James Ungureanu

Clement, Augustine, Bacon, and the Historiography of Science

The historiography of the relationship between science and religion has a complex history. Since the 19th century, views of the relationship between science and religion have varied from “conflict,” to “concord,” to “complexity.” Most modern historians of science, however, have concluded that this relationship was, and still is, far too complex to characterize either as conflict or concord. They have all argued that the relationship between science and religion has often been affected by cultural, social, psychological, political, and historical elements. But one modern sociologist, Rodney Stark, has essentially argued the exact opposite. In his "For the Glory of God," Stark argues that modern science has its foundations in a uniquely Christian theology. But this argument seems to me to be overly simplistic.
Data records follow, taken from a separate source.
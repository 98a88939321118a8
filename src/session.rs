//! Per-conversation session store.
//!
//! Sessions are created on first use and dropped once idle. Each one sits
//! behind its own async mutex so turns of one conversation run one at a time,
//! while different conversations never wait on each other.

use std::collections::HashMap;
use std::sync::Arc;

use tokio::sync::{Mutex, RwLock};
use tracing::debug;

use crate::domain::ConversationId;
use crate::navigation::SearchSelection;
use crate::submission::SubmissionDraft;

/// One-shot curator action waiting for the next text message.
#[derive(Clone, Copy, Debug, PartialEq, Eq)]
pub enum PendingAction {
    DeleteTask,
}

#[derive(Debug, Default)]
pub struct Session {
    pub draft: Option<SubmissionDraft>,
    pub selection: SearchSelection,
    pub pending: Option<PendingAction>,
}

impl Session {
    pub fn is_idle(&self) -> bool {
        self.draft.is_none() && self.selection.is_empty() && self.pending.is_none()
    }

    /// Back to the main menu: everything ephemeral is forgotten.
    pub fn reset(&mut self) {
        self.draft = None;
        self.selection = SearchSelection::default();
        self.pending = None;
    }
}

pub type SessionHandle = Arc<Mutex<Session>>;

#[derive(Clone, Default)]
pub struct Sessions {
    inner: Arc<RwLock<HashMap<ConversationId, SessionHandle>>>,
}

impl Sessions {
    /// Handle for `id`, created if absent.
    pub async fn acquire(&self, id: ConversationId) -> SessionHandle {
        if let Some(h) = self.inner.read().await.get(&id) {
            return h.clone();
        }
        self.inner.write().await.entry(id).or_default().clone()
    }

    /// Give a handle back; the entry is removed when nobody else holds it and
    /// the session carries no state.
    pub async fn release(&self, id: ConversationId, handle: SessionHandle) {
        let mut map = self.inner.write().await;
        // map + this handle
        if Arc::strong_count(&handle) > 2 {
            return;
        }
        let idle = handle.try_lock().map(|s| s.is_idle()).unwrap_or(false);
        if idle {
            map.remove(&id);
            debug!(target: "gdz_catalog", conversation = id, "Idle session dropped");
        }
    }

    pub async fn len(&self) -> usize {
        self.inner.read().await.len()
    }
}

#[cfg(test)]
mod tests {
    use super::*;

    #[tokio::test]
    async fn idle_sessions_are_dropped_on_release() {
        let sessions = Sessions::default();
        let h = sessions.acquire(1).await;
        sessions.release(1, h).await;
        assert_eq!(sessions.len().await, 0);
    }

    #[tokio::test]
    async fn sessions_with_state_survive_and_stay_separate() {
        let sessions = Sessions::default();
        let a = sessions.acquire(1).await;
        a.lock().await.selection.grade = Some(9);
        sessions.release(1, a).await;

        let b = sessions.acquire(2).await;
        assert!(b.lock().await.is_idle());
        sessions.release(2, b).await;

        assert_eq!(sessions.len().await, 1);
        let a = sessions.acquire(1).await;
        assert_eq!(a.lock().await.selection.grade, Some(9));
    }

    #[tokio::test]
    async fn shared_handle_is_not_removed() {
        let sessions = Sessions::default();
        let a = sessions.acquire(1).await;
        let other = sessions.acquire(1).await;
        sessions.release(1, a).await;
        assert_eq!(sessions.len().await, 1);
        sessions.release(1, other).await;
        assert_eq!(sessions.len().await, 0);
    }
}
In this essay I shall seek to demonstrate that Stark has rarified both "science" and "Christianity." I shall trace the development of the ideas of leading figures in the history of Christianity that can be said to have provided both the philosophical framework for modern science and Christian theology; namely, Clement of Alexandria, Augustine, and Roger Bacon. It is my hypothesis that by analyzing the ideas and works of these figures, it shall be demonstrated that the development of modern science was a historically complex synthesis of Greek, Jewish, Arabic, and Christian ideas. Contrary to Stark, what we shall discovery is that the relationship between science and religion has been a relationship between ideas and people, and not a unique Christian theology.